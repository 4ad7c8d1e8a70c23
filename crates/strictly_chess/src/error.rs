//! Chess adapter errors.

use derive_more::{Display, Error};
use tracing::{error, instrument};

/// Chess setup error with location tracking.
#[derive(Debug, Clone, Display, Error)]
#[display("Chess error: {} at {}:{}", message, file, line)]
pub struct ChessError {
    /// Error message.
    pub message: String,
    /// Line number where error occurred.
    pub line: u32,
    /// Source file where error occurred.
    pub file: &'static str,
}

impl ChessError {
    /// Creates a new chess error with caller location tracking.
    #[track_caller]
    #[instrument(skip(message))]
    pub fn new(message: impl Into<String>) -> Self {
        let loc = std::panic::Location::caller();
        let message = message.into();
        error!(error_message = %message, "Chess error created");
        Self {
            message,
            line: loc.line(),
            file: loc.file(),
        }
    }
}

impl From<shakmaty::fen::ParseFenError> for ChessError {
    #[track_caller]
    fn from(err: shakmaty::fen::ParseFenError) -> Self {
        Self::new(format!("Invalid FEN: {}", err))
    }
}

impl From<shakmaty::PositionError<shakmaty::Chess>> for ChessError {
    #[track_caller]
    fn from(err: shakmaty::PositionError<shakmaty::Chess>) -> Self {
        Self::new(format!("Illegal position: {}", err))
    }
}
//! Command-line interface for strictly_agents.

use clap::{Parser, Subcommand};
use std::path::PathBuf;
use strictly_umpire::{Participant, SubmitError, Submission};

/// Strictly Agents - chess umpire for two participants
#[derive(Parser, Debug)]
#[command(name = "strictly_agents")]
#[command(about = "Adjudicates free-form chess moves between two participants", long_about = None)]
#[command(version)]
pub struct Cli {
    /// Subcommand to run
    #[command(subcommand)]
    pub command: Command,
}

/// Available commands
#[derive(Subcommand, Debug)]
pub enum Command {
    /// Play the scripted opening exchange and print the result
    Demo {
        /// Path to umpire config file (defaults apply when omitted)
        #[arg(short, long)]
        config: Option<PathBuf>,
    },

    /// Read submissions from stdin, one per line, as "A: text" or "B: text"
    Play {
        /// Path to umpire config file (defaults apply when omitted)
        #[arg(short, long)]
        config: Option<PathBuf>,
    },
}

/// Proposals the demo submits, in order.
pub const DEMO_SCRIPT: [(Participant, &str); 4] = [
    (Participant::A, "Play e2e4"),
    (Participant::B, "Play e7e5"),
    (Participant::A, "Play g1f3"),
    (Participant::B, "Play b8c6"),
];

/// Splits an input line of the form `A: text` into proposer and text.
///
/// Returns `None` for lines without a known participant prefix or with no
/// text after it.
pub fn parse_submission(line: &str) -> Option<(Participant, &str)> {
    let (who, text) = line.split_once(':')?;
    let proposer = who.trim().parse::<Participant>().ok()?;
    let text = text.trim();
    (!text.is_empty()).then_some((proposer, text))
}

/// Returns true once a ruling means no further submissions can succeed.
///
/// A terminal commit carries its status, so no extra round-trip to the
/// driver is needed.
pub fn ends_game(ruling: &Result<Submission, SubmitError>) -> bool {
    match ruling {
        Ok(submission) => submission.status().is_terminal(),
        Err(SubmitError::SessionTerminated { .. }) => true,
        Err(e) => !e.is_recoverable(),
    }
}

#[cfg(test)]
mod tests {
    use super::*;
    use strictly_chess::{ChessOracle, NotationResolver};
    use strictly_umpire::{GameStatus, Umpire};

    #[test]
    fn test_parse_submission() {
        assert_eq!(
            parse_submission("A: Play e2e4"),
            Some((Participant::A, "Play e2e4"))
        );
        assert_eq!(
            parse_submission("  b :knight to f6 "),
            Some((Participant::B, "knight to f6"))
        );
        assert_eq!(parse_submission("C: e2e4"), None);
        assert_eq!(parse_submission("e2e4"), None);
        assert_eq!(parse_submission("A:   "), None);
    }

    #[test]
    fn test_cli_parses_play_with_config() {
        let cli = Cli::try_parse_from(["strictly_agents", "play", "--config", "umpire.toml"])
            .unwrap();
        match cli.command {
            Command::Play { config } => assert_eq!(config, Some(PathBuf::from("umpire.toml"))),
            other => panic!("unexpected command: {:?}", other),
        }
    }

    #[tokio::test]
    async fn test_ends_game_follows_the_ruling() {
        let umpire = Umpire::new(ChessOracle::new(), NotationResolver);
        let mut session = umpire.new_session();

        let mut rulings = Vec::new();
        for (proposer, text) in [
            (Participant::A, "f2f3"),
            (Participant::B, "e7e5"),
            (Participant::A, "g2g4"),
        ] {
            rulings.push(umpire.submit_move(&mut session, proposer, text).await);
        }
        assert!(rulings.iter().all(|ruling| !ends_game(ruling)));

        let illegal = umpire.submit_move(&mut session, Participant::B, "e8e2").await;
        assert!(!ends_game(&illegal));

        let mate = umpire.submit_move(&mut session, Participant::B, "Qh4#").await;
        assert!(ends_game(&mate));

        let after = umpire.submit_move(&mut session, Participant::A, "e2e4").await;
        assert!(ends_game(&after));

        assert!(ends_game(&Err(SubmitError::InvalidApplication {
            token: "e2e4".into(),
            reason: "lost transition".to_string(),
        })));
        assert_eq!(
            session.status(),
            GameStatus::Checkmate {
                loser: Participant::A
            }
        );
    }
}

#####

◆ About this task
Across all the records above, find each line with "trim" in it and copy it.

◆ Reply to the task
    let proposer = who.trim().parse::<Participant>().ok()?;
    let text = text.trim();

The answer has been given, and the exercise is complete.